= What needs to be done =
Pull each line containing "other" out of the data and copy it.

[Collected data entries]
━━━━━━━━━━
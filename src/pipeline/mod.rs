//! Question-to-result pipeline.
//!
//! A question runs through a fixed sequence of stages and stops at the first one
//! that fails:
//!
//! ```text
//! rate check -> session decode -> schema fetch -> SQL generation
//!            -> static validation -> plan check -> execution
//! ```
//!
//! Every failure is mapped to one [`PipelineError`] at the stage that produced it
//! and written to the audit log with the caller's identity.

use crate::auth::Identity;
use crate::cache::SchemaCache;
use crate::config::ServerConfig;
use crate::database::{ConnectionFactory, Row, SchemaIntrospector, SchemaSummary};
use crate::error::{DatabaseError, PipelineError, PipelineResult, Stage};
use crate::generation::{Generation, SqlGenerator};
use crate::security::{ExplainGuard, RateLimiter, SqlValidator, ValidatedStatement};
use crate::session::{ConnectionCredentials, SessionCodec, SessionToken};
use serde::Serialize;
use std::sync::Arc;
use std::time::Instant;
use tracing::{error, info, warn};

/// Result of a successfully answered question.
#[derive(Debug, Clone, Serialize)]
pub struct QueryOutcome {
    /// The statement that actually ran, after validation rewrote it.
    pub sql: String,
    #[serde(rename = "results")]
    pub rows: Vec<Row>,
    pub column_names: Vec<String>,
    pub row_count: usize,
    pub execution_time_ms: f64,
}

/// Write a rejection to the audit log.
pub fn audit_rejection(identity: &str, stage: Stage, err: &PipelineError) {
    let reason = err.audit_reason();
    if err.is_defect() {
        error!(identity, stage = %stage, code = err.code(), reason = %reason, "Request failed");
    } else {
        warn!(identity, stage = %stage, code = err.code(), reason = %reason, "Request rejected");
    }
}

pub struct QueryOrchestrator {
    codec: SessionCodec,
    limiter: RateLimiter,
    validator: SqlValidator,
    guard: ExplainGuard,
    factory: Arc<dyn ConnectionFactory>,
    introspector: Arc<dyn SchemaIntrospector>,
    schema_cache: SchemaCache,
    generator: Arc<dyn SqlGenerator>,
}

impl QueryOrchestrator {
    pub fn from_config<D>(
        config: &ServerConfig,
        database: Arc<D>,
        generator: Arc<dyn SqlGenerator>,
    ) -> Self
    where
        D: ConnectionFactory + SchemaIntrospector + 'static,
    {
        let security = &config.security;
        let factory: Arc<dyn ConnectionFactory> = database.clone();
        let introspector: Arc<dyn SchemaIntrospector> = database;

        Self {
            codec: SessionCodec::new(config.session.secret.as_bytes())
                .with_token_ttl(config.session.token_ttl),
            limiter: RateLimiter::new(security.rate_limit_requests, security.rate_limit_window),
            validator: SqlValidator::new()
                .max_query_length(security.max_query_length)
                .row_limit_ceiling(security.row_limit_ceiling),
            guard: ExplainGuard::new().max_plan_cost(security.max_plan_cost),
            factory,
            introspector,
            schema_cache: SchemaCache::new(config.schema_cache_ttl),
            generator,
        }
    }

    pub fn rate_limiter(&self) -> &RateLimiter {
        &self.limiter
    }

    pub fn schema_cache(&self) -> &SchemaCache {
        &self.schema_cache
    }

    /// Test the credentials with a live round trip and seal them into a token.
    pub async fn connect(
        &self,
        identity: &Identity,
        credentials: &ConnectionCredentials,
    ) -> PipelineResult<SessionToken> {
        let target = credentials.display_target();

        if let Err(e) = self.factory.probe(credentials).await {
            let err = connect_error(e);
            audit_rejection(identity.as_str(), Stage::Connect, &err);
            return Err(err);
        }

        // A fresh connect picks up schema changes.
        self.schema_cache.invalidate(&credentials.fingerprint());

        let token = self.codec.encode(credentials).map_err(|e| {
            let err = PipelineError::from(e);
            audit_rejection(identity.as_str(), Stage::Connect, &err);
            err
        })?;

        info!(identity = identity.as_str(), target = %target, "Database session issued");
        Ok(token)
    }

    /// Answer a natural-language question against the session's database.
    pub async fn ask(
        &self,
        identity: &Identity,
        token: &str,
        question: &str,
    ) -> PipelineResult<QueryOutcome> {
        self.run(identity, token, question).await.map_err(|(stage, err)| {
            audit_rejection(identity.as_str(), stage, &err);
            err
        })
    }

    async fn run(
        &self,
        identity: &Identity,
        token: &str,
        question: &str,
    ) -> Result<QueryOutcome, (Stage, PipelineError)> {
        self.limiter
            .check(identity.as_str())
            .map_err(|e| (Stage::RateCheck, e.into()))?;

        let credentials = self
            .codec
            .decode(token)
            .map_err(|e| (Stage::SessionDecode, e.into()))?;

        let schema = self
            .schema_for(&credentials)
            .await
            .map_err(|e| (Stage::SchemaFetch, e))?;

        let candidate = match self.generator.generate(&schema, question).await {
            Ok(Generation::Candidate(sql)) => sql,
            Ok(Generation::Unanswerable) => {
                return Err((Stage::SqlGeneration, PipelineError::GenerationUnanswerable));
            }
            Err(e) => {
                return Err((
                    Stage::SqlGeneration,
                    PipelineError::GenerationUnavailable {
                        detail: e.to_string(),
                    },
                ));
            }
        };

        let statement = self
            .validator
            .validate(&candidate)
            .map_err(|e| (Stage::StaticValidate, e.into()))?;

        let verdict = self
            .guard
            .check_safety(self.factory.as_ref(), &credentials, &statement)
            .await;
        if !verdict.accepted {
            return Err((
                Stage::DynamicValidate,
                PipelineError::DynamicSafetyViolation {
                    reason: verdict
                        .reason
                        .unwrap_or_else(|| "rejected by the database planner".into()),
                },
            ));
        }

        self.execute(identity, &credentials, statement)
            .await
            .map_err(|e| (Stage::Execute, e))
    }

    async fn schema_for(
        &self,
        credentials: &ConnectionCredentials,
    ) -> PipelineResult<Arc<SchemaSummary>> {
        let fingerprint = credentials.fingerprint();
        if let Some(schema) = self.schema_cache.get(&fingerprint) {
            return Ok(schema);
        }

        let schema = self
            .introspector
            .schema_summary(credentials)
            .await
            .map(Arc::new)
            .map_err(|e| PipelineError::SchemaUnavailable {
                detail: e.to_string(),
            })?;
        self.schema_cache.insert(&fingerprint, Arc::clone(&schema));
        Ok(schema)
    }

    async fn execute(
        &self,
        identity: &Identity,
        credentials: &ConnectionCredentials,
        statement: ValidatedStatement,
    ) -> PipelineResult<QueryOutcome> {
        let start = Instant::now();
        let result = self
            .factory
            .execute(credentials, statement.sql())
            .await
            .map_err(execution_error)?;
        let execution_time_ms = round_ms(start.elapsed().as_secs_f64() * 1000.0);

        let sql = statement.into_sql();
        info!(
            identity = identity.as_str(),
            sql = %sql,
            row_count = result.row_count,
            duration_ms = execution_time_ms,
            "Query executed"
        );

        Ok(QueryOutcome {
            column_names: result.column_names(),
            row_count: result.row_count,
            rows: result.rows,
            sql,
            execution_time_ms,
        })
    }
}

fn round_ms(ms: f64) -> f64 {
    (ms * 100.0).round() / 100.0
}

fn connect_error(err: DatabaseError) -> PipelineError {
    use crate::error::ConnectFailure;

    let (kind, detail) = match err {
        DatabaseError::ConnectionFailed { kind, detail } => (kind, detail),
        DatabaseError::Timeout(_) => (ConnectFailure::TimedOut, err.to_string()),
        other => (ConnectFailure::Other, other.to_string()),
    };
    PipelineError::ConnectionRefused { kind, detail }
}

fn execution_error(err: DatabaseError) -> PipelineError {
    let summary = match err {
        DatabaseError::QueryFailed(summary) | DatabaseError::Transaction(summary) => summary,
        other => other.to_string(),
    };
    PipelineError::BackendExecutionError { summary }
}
━━━━━━━━━━
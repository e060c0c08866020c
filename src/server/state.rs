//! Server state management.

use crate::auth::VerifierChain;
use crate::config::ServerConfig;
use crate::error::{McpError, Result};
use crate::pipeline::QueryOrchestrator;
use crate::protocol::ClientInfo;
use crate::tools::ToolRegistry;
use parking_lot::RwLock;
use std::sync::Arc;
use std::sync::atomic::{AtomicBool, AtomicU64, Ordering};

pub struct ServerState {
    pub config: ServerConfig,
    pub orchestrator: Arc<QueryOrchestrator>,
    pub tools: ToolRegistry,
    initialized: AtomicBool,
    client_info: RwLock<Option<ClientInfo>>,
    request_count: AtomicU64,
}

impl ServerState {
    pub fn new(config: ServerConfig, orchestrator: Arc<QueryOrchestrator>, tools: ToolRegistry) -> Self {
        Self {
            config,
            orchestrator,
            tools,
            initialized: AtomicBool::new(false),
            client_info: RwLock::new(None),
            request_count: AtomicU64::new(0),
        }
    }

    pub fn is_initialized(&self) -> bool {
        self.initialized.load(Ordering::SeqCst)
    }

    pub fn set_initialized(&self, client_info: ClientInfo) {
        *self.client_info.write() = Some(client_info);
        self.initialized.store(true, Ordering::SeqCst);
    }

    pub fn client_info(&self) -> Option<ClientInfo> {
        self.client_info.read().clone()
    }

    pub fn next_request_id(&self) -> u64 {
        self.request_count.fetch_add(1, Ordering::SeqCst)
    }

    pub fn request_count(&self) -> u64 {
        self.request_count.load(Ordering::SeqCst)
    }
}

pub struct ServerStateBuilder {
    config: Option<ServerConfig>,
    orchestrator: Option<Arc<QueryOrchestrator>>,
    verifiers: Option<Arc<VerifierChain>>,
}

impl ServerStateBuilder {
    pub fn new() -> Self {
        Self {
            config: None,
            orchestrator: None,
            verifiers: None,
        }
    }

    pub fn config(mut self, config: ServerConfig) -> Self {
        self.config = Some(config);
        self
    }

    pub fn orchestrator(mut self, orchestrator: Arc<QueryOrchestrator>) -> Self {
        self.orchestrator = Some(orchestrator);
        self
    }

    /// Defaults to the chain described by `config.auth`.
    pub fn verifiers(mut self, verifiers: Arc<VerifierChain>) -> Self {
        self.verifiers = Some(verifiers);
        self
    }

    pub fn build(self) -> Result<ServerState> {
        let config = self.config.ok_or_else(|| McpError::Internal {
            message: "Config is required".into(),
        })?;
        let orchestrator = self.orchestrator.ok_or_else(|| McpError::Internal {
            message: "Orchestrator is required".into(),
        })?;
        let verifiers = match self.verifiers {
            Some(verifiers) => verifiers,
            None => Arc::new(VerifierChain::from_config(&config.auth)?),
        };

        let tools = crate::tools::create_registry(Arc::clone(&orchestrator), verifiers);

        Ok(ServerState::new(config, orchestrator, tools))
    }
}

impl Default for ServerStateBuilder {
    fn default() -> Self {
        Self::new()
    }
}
━━━━━━━━━━
= Answer space =
        other => (ConnectFailure::Other, other.to_string()),
        other => other.to_string(),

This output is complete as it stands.